Même tonalité du côté du député Nouveau Centre Charles de Courson : "On va encore dire que les députés veulent se protéger... Ce n'est pas sain pour la démocratie. C'est un cadeau formidable fait au Front national et à ceux qui pensent que la classe politique est pourrie !", déclare l'élu de la Marne dans une interview au Parisien-Aujourd'hui en France mercredi.

... et à gauche
Le président du groupe PS à l'Assemblée s'est interrogé mardi sur les motivations du secrétaire général de l'UMP : "Pour quelles raisons étranges à chaque fois qu'il s'agit de la transparence, M. Copé est à la manoeuvre ? On pourrait parler des conflits d'intérêts. Là, il s'agit des parlementaires. Tout cela est délétère", a déclaré Jean-Marc Ayrault.

"Les dix dernières années ont été d'une très grande productivité pour les sanctions pénales en tous genres", a relevé de son côté le député socialiste Arnaud Montebourg sur Europe1.

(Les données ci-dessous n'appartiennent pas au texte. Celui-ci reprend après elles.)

//! Proxy admin API client.
//!
//! # Purpose
//! Fetches the configuration fingerprint a proxy node is currently running.
//! The registry owns timeouts; clients only report what happened.
use crate::config::ProxyCredentials;
use async_trait::async_trait;
use serde::Deserialize;
use thiserror::Error;

#[derive(Debug, Error)]
pub enum NodeClientError {
    #[error("request failed: {0}")]
    Transport(#[from] reqwest::Error),
    #[error("proxy answered with status {0}")]
    Status(u16),
    #[error("proxy reported an empty fingerprint")]
    EmptyFingerprint,
}

#[async_trait]
pub trait NodeClient: Send + Sync {
    /// Active configuration fingerprint of the node at `addr` (`host:port`).
    async fn fetch_fingerprint(&self, addr: &str) -> Result<String, NodeClientError>;
}

#[derive(Debug, Deserialize)]
struct FingerprintBody {
    fingerprint: String,
}

/// [`NodeClient`] over the proxy's HTTP admin API.
#[derive(Clone)]
pub struct HttpNodeClient {
    http: reqwest::Client,
    credentials: Option<ProxyCredentials>,
}

impl HttpNodeClient {
    pub fn new(credentials: Option<ProxyCredentials>) -> Result<Self, NodeClientError> {
        let http = reqwest::Client::builder()
            .no_proxy()
            .redirect(reqwest::redirect::Policy::none())
            .build()?;
        Ok(Self { http, credentials })
    }

    fn url(addr: &str) -> String {
        format!("http://{addr}/api/proxy/config/fingerprint")
    }
}

#[async_trait]
impl NodeClient for HttpNodeClient {
    async fn fetch_fingerprint(&self, addr: &str) -> Result<String, NodeClientError> {
        let mut request = self.http.get(Self::url(addr));
        if let Some(creds) = &self.credentials {
            request = request.basic_auth(&creds.user, Some(&creds.password));
        }
        let response = request.send().await?;
        let status = response.status();
        if !status.is_success() {
            return Err(NodeClientError::Status(status.as_u16()));
        }
        let body: FingerprintBody = response.json().await?;
        let fingerprint = body.fingerprint.trim();
        if fingerprint.is_empty() {
            return Err(NodeClientError::EmptyFingerprint);
        }
        Ok(fingerprint.to_string())
    }
}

"Imposer à la population une pression permanente dans la sanction pénale et s'en exonérer soi-même lorsqu'on est un élu est une faute politique", a-t-il ajouté. "Les élus doivent accepter qu'il y ait un regard indépendant sur la façon dont ils financent leurs activités, y compris leur patrimoine, parce que la corruption ça existe" et qu'"il y a un certain nombre d'élus qui vendent leur pouvoir", a expliqué l'élu de Saône-et-Loire.

Il faut "des gendarmes et des radars sur les routes" mais "aussi dans la vie publique", a-t-il résumé.

Pour l'heure, il semble qu'il soit plus aisé d'encadrer sur la voie chaussée que dans l'enceinte de l'Assemblée.